Chagos permaneceu todo este tempo uma possessão britânica e o seu povo uma responsabilidade britânica. Depois de se manifestarem nas ruas das ilhas Maurícias em 1982, cada ilhéu exilado recebeu uma compensação do governo britânico inferior a 3.000 libras.
Quando os arquivos do Ministério dos Negócios Estrangeiros foram descobertos e desclassificados, esta história sórdida foi denunciada. Um dos arquivos foi intitulado "Mantendo a ficção" e instruia as autoridades britânicas a mentirem que os ilhéus eram trabalhadores itinerantes, e não uma população indígena estável.
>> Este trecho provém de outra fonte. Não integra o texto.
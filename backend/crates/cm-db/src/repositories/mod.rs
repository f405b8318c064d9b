pub mod customer_repository;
Secretamente, as autoridades britânicas reconheceram que estavam abertas a "acusações de desonestidade" porque planejavam manipular os factos.
Em 2000, o Supremo Tribunal de Londres considerou as deportações ilegais. Em resposta, o governo trabalhista de Tony Blair invocou a Prerrogativa Real, um poder arcaico investido no "Conselho Privado" da Rainha, que permite ao governo contornar o Parlamento e os tribunais. Desta forma, o governo esperava que os ilhéus pudessem ser impedidos de voltar para casa.
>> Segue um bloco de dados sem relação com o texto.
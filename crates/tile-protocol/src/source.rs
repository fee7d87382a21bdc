//! Source handoff types passed to the rendering host.

use std::borrow::Cow;
use std::fmt;
use std::sync::Arc;

use serde::Serialize;
use serde_json::{json, Map, Value};
use tile_common::{ConfigError, ConfigErrorCode, TileAddress};

use crate::config::{LayerCommon, ServiceEndpointConfig, WmtsSource};
use crate::url::fill_template;
use crate::{esri, pmtiles, wms, wmts, xyz};

/// Per-tile URL resolver. Must not block or perform I/O.
pub type TileUrlFn = Arc<dyn Fn(TileAddress) -> String + Send + Sync>;

/// Synchronous URL rewrite applied to every tile URL (auth tokens, signing).
pub type TileUrlTransform = Arc<dyn Fn(&str) -> String + Send + Sync>;

/// Where the host gets tile URLs from.
#[derive(Clone)]
pub enum TileSource {
    /// Templates the host fills itself (`{z}`, `{x}`, `{y}`, `{bbox-epsg-3857}`).
    Static(Vec<String>),
    /// A resolver invoked once per tile.
    Dynamic(TileUrlFn),
}

impl TileSource {
    /// Resolve the URL the host would request for `address`.
    ///
    /// Static templates are picked by `(x + y + z) mod n` and filled the way
    /// the host fills them, so both variants can be compared in tests and
    /// from the CLI.
    pub fn url_for(&self, address: TileAddress) -> Option<String> {
        match self {
            TileSource::Static(templates) => {
                if templates.is_empty() {
                    return None;
                }
                let idx = (address.x as u64 + address.y as u64 + address.z as u64)
                    % templates.len() as u64;
                Some(fill_host_template(&templates[idx as usize], address))
            }
            TileSource::Dynamic(resolve) => Some(resolve(address)),
        }
    }

    pub fn is_dynamic(&self) -> bool {
        matches!(self, TileSource::Dynamic(_))
    }
}

impl fmt::Debug for TileSource {
    fn fmt(&self, f: &mut fmt::Formatter<'_>) -> fmt::Result {
        match self {
            TileSource::Static(templates) => f.debug_tuple("Static").field(templates).finish(),
            TileSource::Dynamic(_) => f.write_str("Dynamic(<fn>)"),
        }
    }
}

fn fill_host_template(template: &str, address: TileAddress) -> String {
    fill_template(template, |name| match name {
        "z" => Some(Cow::Owned(address.z.to_string())),
        "x" => Some(Cow::Owned(address.x.to_string())),
        "y" => Some(Cow::Owned(address.y.to_string())),
        "bbox-epsg-3857" => Some(Cow::Owned(
            tile_common::tile::web_mercator_tile_bbox(address)
                .to_wms_string(tile_common::AxisOrder::XY),
        )),
        _ => None,
    })
}

/// Hooks supplied by the caller when building a source.
#[derive(Clone, Default)]
pub struct BuildOptions {
    pub transform: Option<TileUrlTransform>,
}

impl BuildOptions {
    pub fn with_transform<F>(transform: F) -> Self
    where
        F: Fn(&str) -> String + Send + Sync + 'static,
    {
        Self {
            transform: Some(Arc::new(transform)),
        }
    }

    pub(crate) fn apply(&self, url: String) -> String {
        match &self.transform {
            Some(transform) => transform(&url),
            None => url,
        }
    }
}

impl fmt::Debug for BuildOptions {
    fn fmt(&self, f: &mut fmt::Formatter<'_>) -> fmt::Result {
        f.debug_struct("BuildOptions")
            .field("transform", &self.transform.is_some())
            .finish()
    }
}

/// A raster source description.
#[derive(Debug, Clone)]
pub struct RasterSource {
    /// Tile templates or resolver; `None` for archive-backed sources
    pub tiles: Option<TileSource>,
    /// Archive URL (e.g. `pmtiles://...`)
    pub url: Option<String>,
    pub tile_size: u32,
    pub min_zoom: Option<u32>,
    pub max_zoom: Option<u32>,
    pub attribution: Option<String>,
    /// `[west, south, east, north]` in degrees
    pub bounds: Option<[f64; 4]>,
}

impl RasterSource {
    pub fn from_tiles(tiles: TileSource, tile_size: u32, common: &LayerCommon) -> Self {
        Self {
            tiles: Some(tiles),
            url: None,
            tile_size,
            min_zoom: common.min_zoom,
            max_zoom: common.max_zoom,
            attribution: common.attribution.clone(),
            bounds: None,
        }
    }

    /// Host-style JSON for the serializable part of the source.
    ///
    /// A dynamic resolver cannot be serialized and shows up as `"tiles": "dynamic"`.
    pub fn to_json(&self) -> Value {
        let mut obj = Map::new();
        obj.insert("type".to_string(), json!("raster"));
        match &self.tiles {
            Some(TileSource::Static(templates)) => {
                obj.insert("tiles".to_string(), json!(templates));
            }
            Some(TileSource::Dynamic(_)) => {
                obj.insert("tiles".to_string(), json!("dynamic"));
            }
            None => {}
        }
        if let Some(url) = &self.url {
            obj.insert("url".to_string(), json!(url));
        }
        obj.insert("tileSize".to_string(), json!(self.tile_size));
        if let Some(z) = self.min_zoom {
            obj.insert("minzoom".to_string(), json!(z));
        }
        if let Some(z) = self.max_zoom {
            obj.insert("maxzoom".to_string(), json!(z));
        }
        if let Some(attribution) = &self.attribution {
            obj.insert("attribution".to_string(), json!(attribution));
        }
        if let Some(bounds) = self.bounds {
            obj.insert("bounds".to_string(), json!(bounds));
        }
        Value::Object(obj)
    }
}

/// A drawable layer referencing a source.
#[derive(Debug, Clone, PartialEq, Serialize)]
pub struct LayerSpec {
    pub id: String,
    #[serde(rename = "type")]
    pub layer_type: String,
    pub source: String,
    #[serde(skip_serializing_if = "Map::is_empty")]
    pub paint: Map<String, Value>,
    #[serde(skip_serializing_if = "Map::is_empty")]
    pub layout: Map<String, Value>,
    #[serde(rename = "minzoom", skip_serializing_if = "Option::is_none")]
    pub min_zoom: Option<u32>,
    #[serde(rename = "maxzoom", skip_serializing_if = "Option::is_none")]
    pub max_zoom: Option<u32>,
}

/// Everything the host needs to add one configured layer.
#[derive(Debug, Clone)]
pub struct SourceHandoff {
    pub source_id: String,
    pub source: RasterSource,
    pub layers: Vec<LayerSpec>,
}

impl SourceHandoff {
    pub fn new(common: &LayerCommon, source: RasterSource) -> Self {
        Self {
            source_id: common.id.clone(),
            layers: vec![raster_layer(common, &common.id)],
            source,
        }
    }

    /// Resolve one tile URL, if the source is tile-based.
    pub fn tile_url(&self, address: TileAddress) -> Option<String> {
        self.source.tiles.as_ref().and_then(|t| t.url_for(address))
    }
}

/// The single `raster` layer every source gets, opacity defaulting to 1.
pub fn raster_layer(common: &LayerCommon, source_id: &str) -> LayerSpec {
    let mut paint = Map::new();
    paint.insert(
        "raster-opacity".to_string(),
        json!(common.opacity.unwrap_or(1.0)),
    );
    LayerSpec {
        id: format!("{}-raster", common.id),
        layer_type: "raster".to_string(),
        source: source_id.to_string(),
        paint,
        layout: Map::new(),
        min_zoom: common.min_zoom,
        max_zoom: common.max_zoom,
    }
}

/// Build the handoff for any resolved configuration.
///
/// Capabilities-driven WMTS has to go through
/// [`crate::wmts::resolve_wmts`] first.
pub fn create_source(
    config: &ServiceEndpointConfig,
    options: &BuildOptions,
) -> Result<SourceHandoff, ConfigError> {
    match config {
        ServiceEndpointConfig::Wms(cfg) => wms::create_wms_source(cfg, options),
        ServiceEndpointConfig::Wmts(cfg) => match &cfg.source {
            WmtsSource::Explicit(explicit) => {
                wmts::create_wmts_source(&cfg.common, explicit, options)
            }
            WmtsSource::Capabilities(caps) => Err(ConfigError::new(
                "source.capabilities",
                format!(
                    "layer '{}' must be resolved from {} before building",
                    caps.layer_id, caps.capabilities_url
                ),
                ConfigErrorCode::UnresolvedCapabilities,
            )),
        },
        ServiceEndpointConfig::Esri(cfg) => esri::create_esri_source(cfg, options),
        ServiceEndpointConfig::Xyz(cfg) => xyz::create_xyz_source(cfg, options),
        ServiceEndpointConfig::Pmtiles(cfg) => pmtiles::create_pmtiles_source(cfg),
    }
}

#[cfg(test)]
mod tests {
    use super::*;

    #[test]
    fn test_static_source_fills_host_placeholders() {
        let tiles = TileSource::Static(vec!["https://h/{z}/{x}/{y}.png".to_string()]);
        assert_eq!(
            tiles.url_for(TileAddress::new(1, 2, 3)).unwrap(),
            "https://h/3/1/2.png"
        );
        assert!(!tiles.is_dynamic());
    }

    #[test]
    fn test_dynamic_source_calls_resolver() {
        let tiles = TileSource::Dynamic(Arc::new(|a: TileAddress| format!("t/{}", a.z)));
        assert_eq!(tiles.url_for(TileAddress::new(0, 0, 7)).unwrap(), "t/7");
        assert_eq!(format!("{:?}", tiles), "Dynamic(<fn>)");
    }

    #[test]
    fn test_raster_layer_defaults_opacity() {
        let layer = raster_layer(&LayerCommon::new("osm"), "osm");
        assert_eq!(layer.id, "osm-raster");
        assert_eq!(layer.layer_type, "raster");
        assert_eq!(layer.paint["raster-opacity"], 1.0);
    }

    #[test]
    fn test_unresolved_capabilities_rejected() {
        use crate::config::{CapabilitiesWmts, WmtsLayerConfig};

        let cfg = ServiceEndpointConfig::Wmts(WmtsLayerConfig {
            common: LayerCommon::new("w"),
            source: WmtsSource::Capabilities(CapabilitiesWmts {
                capabilities_url: "https://h/wmts".to_string(),
                layer_id: "l".to_string(),
                ..Default::default()
            }),
        });
        let err = create_source(&cfg, &BuildOptions::default()).unwrap_err();
        assert_eq!(err.code, ConfigErrorCode::UnresolvedCapabilities);
    }

    #[test]
    fn test_source_json_marks_dynamic() {
        let source = RasterSource::from_tiles(
            TileSource::Dynamic(Arc::new(|_: TileAddress| String::new())),
            512,
            &LayerCommon::new("x"),
        );
        let json = source.to_json();
        assert_eq!(json["tiles"], "dynamic");
        assert_eq!(json["tileSize"], 512);
    }
}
O Supremo Tribunal voltou a julgar que os nativos de Chagos tinham o direito de regressar e, em 2008, o Ministério dos Negócios Estrangeiros recorreu para o Supremo Tribunal. O recurso foi bem-sucedido apesar de não ter sido produzida nenhuma nova prova.
Em 2010, o governo britânico procurou reforçar isto estabelecendo uma reserva natural marinha à volta das Ilhas Chagos. O truque foi denunciado pelo WikiLeaks, que publicou um boletim diplomático da embaixada dos EUA de 2009 que dizia: "Estabelecer uma reserva marinha poderia ser a forma mais eficaz de evitar que qualquer um dos antigos habitantes das ilhas Chagos ou seus descendentes lá se estabelecessem.
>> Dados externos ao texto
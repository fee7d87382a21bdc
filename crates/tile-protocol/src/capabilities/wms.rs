//! WMS 1.1.1 / 1.3.0 capabilities.

use tile_common::BoundingBox;

use super::xml::Element;
use super::{
    keywords, parse_f64, Capabilities, DimensionDescriptor, LayerBoundingBox, LayerCapability,
    ServiceKind, StyleDescriptor,
};

/// Values a child layer inherits from its ancestors.
#[derive(Default, Clone)]
struct Inherited {
    crs: Vec<String>,
    styles: Vec<StyleDescriptor>,
    bbox: Option<LayerBoundingBox>,
    dimensions: Vec<DimensionDescriptor>,
}

pub(super) fn parse(root: &Element) -> Capabilities {
    let service = root.child("Service");
    let get_map = root.find_path(&["Capability", "Request", "GetMap"]);

    let formats: Vec<String> = get_map
        .map(|gm| {
            gm.children_named("Format")
                .filter_map(Element::text)
                .map(str::to_string)
                .collect()
        })
        .unwrap_or_default();
    let get_map_url = get_map
        .and_then(|gm| gm.find_path(&["DCPType", "HTTP", "Get", "OnlineResource"]))
        .and_then(|r| r.attr("href"))
        .map(str::to_string);

    let layers = root
        .child("Capability")
        .map(|cap| {
            cap.children_named("Layer")
                .map(|l| parse_layer(l, &formats, &Inherited::default()))
                .collect()
        })
        .unwrap_or_default();

    Capabilities {
        service: ServiceKind::Wms,
        version: root.attr("version").unwrap_or("1.3.0").to_string(),
        title: service.and_then(|s| s.child_text("Title")).map(str::to_string),
        abstract_text: service
            .and_then(|s| s.child_text("Abstract"))
            .map(str::to_string),
        keywords: service.map(keywords).unwrap_or_default(),
        layers,
        tile_matrix_sets: Vec::new(),
        get_map_url,
        get_tile_url: None,
    }
}

fn parse_layer(el: &Element, formats: &[String], parent: &Inherited) -> LayerCapability {
    // CRS (1.3.0) or SRS (1.1.1, possibly whitespace separated), added to the parent's list
    let mut crs = parent.crs.clone();
    for code in el
        .children
        .iter()
        .filter(|c| c.name == "CRS" || c.name == "SRS")
        .filter_map(Element::text)
        .flat_map(str::split_whitespace)
    {
        if !crs.iter().any(|c| c.eq_ignore_ascii_case(code)) {
            crs.push(code.to_string());
        }
    }

    let mut styles = parent.styles.clone();
    for style in el.children_named("Style").map(parse_style) {
        if !styles.iter().any(|s| s.identifier == style.identifier) {
            styles.push(style);
        }
    }

    let bbox = layer_bbox(el).or_else(|| parent.bbox.clone());

    let mut dimensions = parent.dimensions.clone();
    for dim in el.children_named("Dimension").filter_map(|d| parse_dimension(d, el)) {
        match dimensions
            .iter_mut()
            .find(|d| d.identifier.eq_ignore_ascii_case(&dim.identifier))
        {
            Some(existing) => *existing = dim,
            None => dimensions.push(dim),
        }
    }

    let inherited = Inherited {
        crs: crs.clone(),
        styles: styles.clone(),
        bbox: bbox.clone(),
        dimensions: dimensions.clone(),
    };
    let children = el
        .children_named("Layer")
        .map(|child| parse_layer(child, formats, &inherited))
        .collect();

    LayerCapability {
        identifier: el.child_text("Name").unwrap_or_default().to_string(),
        title: el.child_text("Title").map(str::to_string),
        abstract_text: el.child_text("Abstract").map(str::to_string),
        formats: formats.to_vec(),
        styles,
        tile_matrix_set_links: Vec::new(),
        crs,
        resource_urls: Vec::new(),
        dimensions,
        bbox,
        queryable: matches!(el.attr("queryable"), Some("1") | Some("true")),
        children,
    }
}

fn parse_style(el: &Element) -> StyleDescriptor {
    StyleDescriptor {
        identifier: el.child_text("Name").unwrap_or_default().to_string(),
        title: el.child_text("Title").map(str::to_string),
        is_default: false,
        legend_url: el
            .find_path(&["LegendURL", "OnlineResource"])
            .and_then(|r| r.attr("href"))
            .map(str::to_string),
    }
}

/// 1.3.0 carries values in the `Dimension` text; 1.1.1 puts them in a sibling `Extent`.
fn parse_dimension(dim: &Element, layer: &Element) -> Option<DimensionDescriptor> {
    let name = dim.attr("name")?.to_string();
    let extent = layer
        .children_named("Extent")
        .find(|e| e.attr("name").is_some_and(|n| n.eq_ignore_ascii_case(&name)));
    let text = dim.text().or_else(|| extent.and_then(Element::text));
    let default = dim
        .attr("default")
        .or_else(|| extent.and_then(|e| e.attr("default")))
        .map(str::to_string);

    Some(DimensionDescriptor {
        identifier: name,
        units: dim.attr("units").map(str::to_string),
        default,
        values: text
            .map(|t| {
                t.split(',')
                    .map(str::trim)
                    .filter(|v| !v.is_empty())
                    .map(str::to_string)
                    .collect()
            })
            .unwrap_or_default(),
    })
}

/// First `BoundingBox`, else the geographic box as CRS:84.
fn layer_bbox(el: &Element) -> Option<LayerBoundingBox> {
    if let Some(bb) = el.child("BoundingBox") {
        let crs = bb.attr("CRS").or_else(|| bb.attr("SRS")).unwrap_or("CRS:84");
        if let Some(bbox) = attr_box(bb) {
            return Some(LayerBoundingBox {
                crs: crs.to_string(),
                bbox,
            });
        }
    }
    if let Some(geo) = el.child("EX_GeographicBoundingBox") {
        let coord = |name: &str| geo.child_text(name).and_then(parse_f64);
        if let (Some(w), Some(s), Some(e), Some(n)) = (
            coord("westBoundLongitude"),
            coord("southBoundLatitude"),
            coord("eastBoundLongitude"),
            coord("northBoundLatitude"),
        ) {
            return Some(LayerBoundingBox {
                crs: "CRS:84".to_string(),
                bbox: BoundingBox::new(w, s, e, n),
            });
        }
    }
    el.child("LatLonBoundingBox")
        .and_then(attr_box)
        .map(|bbox| LayerBoundingBox {
            crs: "CRS:84".to_string(),
            bbox,
        })
}

fn attr_box(el: &Element) -> Option<BoundingBox> {
    let v = |name: &str| el.attr(name).and_then(parse_f64);
    Some(BoundingBox::new(v("minx")?, v("miny")?, v("maxx")?, v("maxy")?))
}

#[cfg(test)]
mod tests {
    use super::super::parse_capabilities;
    use super::*;
    use test_utils::capabilities::{WMS_111, WMS_130};

    #[test]
    fn test_wms_130_service_and_tree() {
        let caps = parse_capabilities(WMS_130).unwrap();
        assert_eq!(caps.service, ServiceKind::Wms);
        assert_eq!(caps.version, "1.3.0");
        assert_eq!(caps.title.as_deref(), Some("Weather Maps"));
        assert_eq!(caps.keywords, vec!["weather", "forecast"]);
        assert_eq!(caps.get_map_url.as_deref(), Some("https://maps.example.com/wms?"));

        assert_eq!(caps.layers.len(), 1);
        let root = &caps.layers[0];
        assert_eq!(root.identifier, "");
        assert_eq!(root.children.len(), 2);

        let names: Vec<&str> = caps.named_layers().iter().map(|l| l.identifier.as_str()).collect();
        assert_eq!(names, vec!["temperature", "wind"]);
    }

    #[test]
    fn test_wms_children_inherit() {
        let caps = parse_capabilities(WMS_130).unwrap();
        let temp = caps.find_layer("temperature").unwrap();
        assert_eq!(temp.crs, vec!["EPSG:4326", "EPSG:3857", "EPSG:32632"]);
        let style_ids: Vec<&str> = temp.styles.iter().map(|s| s.identifier.as_str()).collect();
        assert_eq!(style_ids, vec!["default", "gradient"]);
        assert_eq!(
            temp.styles[1].legend_url.as_deref(),
            Some("https://maps.example.com/legend/temperature.png")
        );
        assert!(temp.queryable);
        assert_eq!(temp.bbox.as_ref().unwrap().crs, "EPSG:3857");
        assert_eq!(temp.formats, vec!["image/png", "image/jpeg"]);

        let time = &temp.dimensions[0];
        assert_eq!(time.identifier, "time");
        assert_eq!(time.default.as_deref(), Some("2024-01-15T12:00:00Z"));
        assert_eq!(time.values.len(), 2);

        // nested two levels down, bbox from the root's geographic box
        let wind = caps.find_layer("wind").unwrap();
        assert_eq!(wind.crs, vec!["EPSG:4326", "EPSG:3857"]);
        let bbox = wind.bbox.as_ref().unwrap();
        assert_eq!(bbox.crs, "CRS:84");
        assert_eq!(bbox.bbox.to_array(), [-180.0, -90.0, 180.0, 90.0]);
        assert!(!wind.queryable);
    }

    #[test]
    fn test_wms_111() {
        let caps = parse_capabilities(WMS_111).unwrap();
        assert_eq!(caps.version, "1.1.1");
        assert_eq!(
            caps.get_map_url.as_deref(),
            Some("http://legacy.example.com/cgi-bin/wms?")
        );
        let countries = caps.find_layer("countries").unwrap();
        assert_eq!(countries.crs, vec!["EPSG:4326"]);
        assert_eq!(countries.formats, vec!["image/gif"]);
        assert_eq!(countries.bbox.as_ref().unwrap().crs, "CRS:84");
    }

    #[test]
    fn test_extent_values_in_111() {
        let xml = r#"<WMT_MS_Capabilities version="1.1.1"><Capability><Layer>
            <Name>radar</Name>
            <SRS>EPSG:4326 EPSG:3857</SRS>
            <Dimension name="time" units="ISO8601"/>
            <Extent name="time" default="2024-02-01">2024-01-01,2024-02-01</Extent>
        </Layer></Capability></WMT_MS_Capabilities>"#;
        let caps = parse_capabilities(xml).unwrap();
        let radar = caps.find_layer("radar").unwrap();
        assert_eq!(radar.crs, vec!["EPSG:4326", "EPSG:3857"]);
        assert_eq!(radar.dimensions[0].default.as_deref(), Some("2024-02-01"));
        assert_eq!(radar.dimensions[0].values, vec!["2024-01-01", "2024-02-01"]);
    }
}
O Tribunal Internacional de Justiça decidiu agora que o governo britânico da época não tinha direito legal de separar as Ilhas Chagos das ilhas Maurícias quando concedeu a independência das Ilhas Maurícias. O tribunal, cujos poderes são consultivos, disse que o Reino Unido deve acabar com a sua autoridade sobre as ilhas. Pode-se dizer que isto certamente torna a base norte-americana ilegal.
É claro que a luta incansável dos nativos de Chagos e seus apoiantes só acabará quando o primeiro ilhéu for para a sua casa.